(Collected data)
┌──

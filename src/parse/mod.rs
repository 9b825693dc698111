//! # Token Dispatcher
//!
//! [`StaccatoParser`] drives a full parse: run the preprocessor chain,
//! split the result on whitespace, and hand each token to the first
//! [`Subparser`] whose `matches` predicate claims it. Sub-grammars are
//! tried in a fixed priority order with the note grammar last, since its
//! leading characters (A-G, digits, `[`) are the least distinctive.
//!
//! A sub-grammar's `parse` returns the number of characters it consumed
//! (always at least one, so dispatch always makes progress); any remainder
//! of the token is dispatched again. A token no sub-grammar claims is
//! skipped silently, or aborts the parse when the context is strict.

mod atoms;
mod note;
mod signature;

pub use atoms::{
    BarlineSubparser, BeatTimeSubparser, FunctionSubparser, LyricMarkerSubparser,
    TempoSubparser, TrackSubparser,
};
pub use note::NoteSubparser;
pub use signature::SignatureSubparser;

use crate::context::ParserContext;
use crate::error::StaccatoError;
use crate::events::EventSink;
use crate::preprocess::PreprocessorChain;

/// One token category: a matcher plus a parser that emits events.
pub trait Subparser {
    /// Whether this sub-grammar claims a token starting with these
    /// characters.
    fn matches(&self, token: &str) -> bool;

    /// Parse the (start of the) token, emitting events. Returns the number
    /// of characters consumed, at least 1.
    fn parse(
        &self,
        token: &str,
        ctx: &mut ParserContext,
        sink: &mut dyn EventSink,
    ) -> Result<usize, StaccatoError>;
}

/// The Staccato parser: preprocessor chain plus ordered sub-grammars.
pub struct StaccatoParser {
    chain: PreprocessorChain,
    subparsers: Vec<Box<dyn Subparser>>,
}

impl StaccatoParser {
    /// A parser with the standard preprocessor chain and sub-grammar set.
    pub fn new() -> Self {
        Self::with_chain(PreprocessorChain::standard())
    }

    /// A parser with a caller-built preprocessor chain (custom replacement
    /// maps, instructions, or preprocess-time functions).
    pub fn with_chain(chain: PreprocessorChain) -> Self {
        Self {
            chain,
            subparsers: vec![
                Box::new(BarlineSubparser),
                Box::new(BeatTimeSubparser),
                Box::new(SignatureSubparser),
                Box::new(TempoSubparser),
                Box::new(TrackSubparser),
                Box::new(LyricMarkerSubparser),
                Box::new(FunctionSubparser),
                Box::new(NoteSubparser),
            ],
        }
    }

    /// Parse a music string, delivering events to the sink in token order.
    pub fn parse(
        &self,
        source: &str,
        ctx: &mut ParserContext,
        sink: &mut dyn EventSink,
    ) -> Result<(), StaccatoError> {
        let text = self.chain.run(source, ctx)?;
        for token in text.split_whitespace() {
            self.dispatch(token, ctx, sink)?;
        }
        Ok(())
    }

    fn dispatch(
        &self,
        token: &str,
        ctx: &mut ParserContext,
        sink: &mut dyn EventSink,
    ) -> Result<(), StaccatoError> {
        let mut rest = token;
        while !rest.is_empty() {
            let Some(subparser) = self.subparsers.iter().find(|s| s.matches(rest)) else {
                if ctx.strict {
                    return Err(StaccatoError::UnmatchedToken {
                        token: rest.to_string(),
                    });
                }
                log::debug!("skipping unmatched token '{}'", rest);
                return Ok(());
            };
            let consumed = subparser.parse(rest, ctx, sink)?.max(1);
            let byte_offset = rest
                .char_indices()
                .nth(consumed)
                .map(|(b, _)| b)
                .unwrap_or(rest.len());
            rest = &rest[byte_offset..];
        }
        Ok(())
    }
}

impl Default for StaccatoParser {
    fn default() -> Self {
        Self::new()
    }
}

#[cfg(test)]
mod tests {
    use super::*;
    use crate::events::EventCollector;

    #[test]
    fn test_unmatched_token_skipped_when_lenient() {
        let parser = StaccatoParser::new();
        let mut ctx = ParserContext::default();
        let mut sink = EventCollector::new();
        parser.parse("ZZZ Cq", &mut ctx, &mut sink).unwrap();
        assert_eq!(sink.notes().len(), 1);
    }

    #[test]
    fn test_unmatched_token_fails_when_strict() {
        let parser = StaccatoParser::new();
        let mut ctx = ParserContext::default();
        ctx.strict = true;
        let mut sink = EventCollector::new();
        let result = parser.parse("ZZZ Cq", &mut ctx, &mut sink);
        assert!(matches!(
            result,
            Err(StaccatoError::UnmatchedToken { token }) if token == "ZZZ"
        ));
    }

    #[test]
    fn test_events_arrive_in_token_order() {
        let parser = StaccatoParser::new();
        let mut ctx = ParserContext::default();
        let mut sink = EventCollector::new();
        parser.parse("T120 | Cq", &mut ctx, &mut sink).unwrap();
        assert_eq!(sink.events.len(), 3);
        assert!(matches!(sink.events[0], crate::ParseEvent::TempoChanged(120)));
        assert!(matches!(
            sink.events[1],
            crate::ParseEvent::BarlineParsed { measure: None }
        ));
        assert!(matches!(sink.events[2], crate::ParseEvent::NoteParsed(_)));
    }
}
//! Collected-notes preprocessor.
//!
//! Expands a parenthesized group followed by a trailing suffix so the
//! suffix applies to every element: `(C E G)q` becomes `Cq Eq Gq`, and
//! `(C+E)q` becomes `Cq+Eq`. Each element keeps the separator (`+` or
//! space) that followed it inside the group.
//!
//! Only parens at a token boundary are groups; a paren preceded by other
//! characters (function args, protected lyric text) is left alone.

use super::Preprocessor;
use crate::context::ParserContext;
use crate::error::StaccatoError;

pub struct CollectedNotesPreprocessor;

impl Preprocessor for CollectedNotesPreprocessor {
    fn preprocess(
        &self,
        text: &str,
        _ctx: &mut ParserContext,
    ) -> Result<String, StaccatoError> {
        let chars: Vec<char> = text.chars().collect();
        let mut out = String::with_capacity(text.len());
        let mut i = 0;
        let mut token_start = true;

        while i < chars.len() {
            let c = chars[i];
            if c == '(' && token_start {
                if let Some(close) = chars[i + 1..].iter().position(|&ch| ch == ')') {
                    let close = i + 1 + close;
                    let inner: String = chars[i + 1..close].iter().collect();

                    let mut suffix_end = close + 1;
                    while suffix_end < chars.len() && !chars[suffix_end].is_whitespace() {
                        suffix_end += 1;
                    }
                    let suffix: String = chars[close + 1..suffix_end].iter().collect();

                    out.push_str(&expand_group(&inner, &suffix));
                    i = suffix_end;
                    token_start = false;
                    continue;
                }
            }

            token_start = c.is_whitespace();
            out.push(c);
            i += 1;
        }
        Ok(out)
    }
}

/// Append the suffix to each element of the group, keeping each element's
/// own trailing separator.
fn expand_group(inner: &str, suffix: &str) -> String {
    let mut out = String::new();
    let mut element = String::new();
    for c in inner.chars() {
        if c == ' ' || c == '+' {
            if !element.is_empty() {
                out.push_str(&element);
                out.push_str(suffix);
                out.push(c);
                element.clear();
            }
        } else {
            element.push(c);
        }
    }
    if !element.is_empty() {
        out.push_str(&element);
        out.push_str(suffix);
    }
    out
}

└──

What the exercise asks
Among the lines of the preceding data, which ones hold the word "number"? List them.

Response to the task
//! A sub-grammar's `parse` returns the number of characters it consumed
    /// Parse the (start of the) token, emitting events. Returns the number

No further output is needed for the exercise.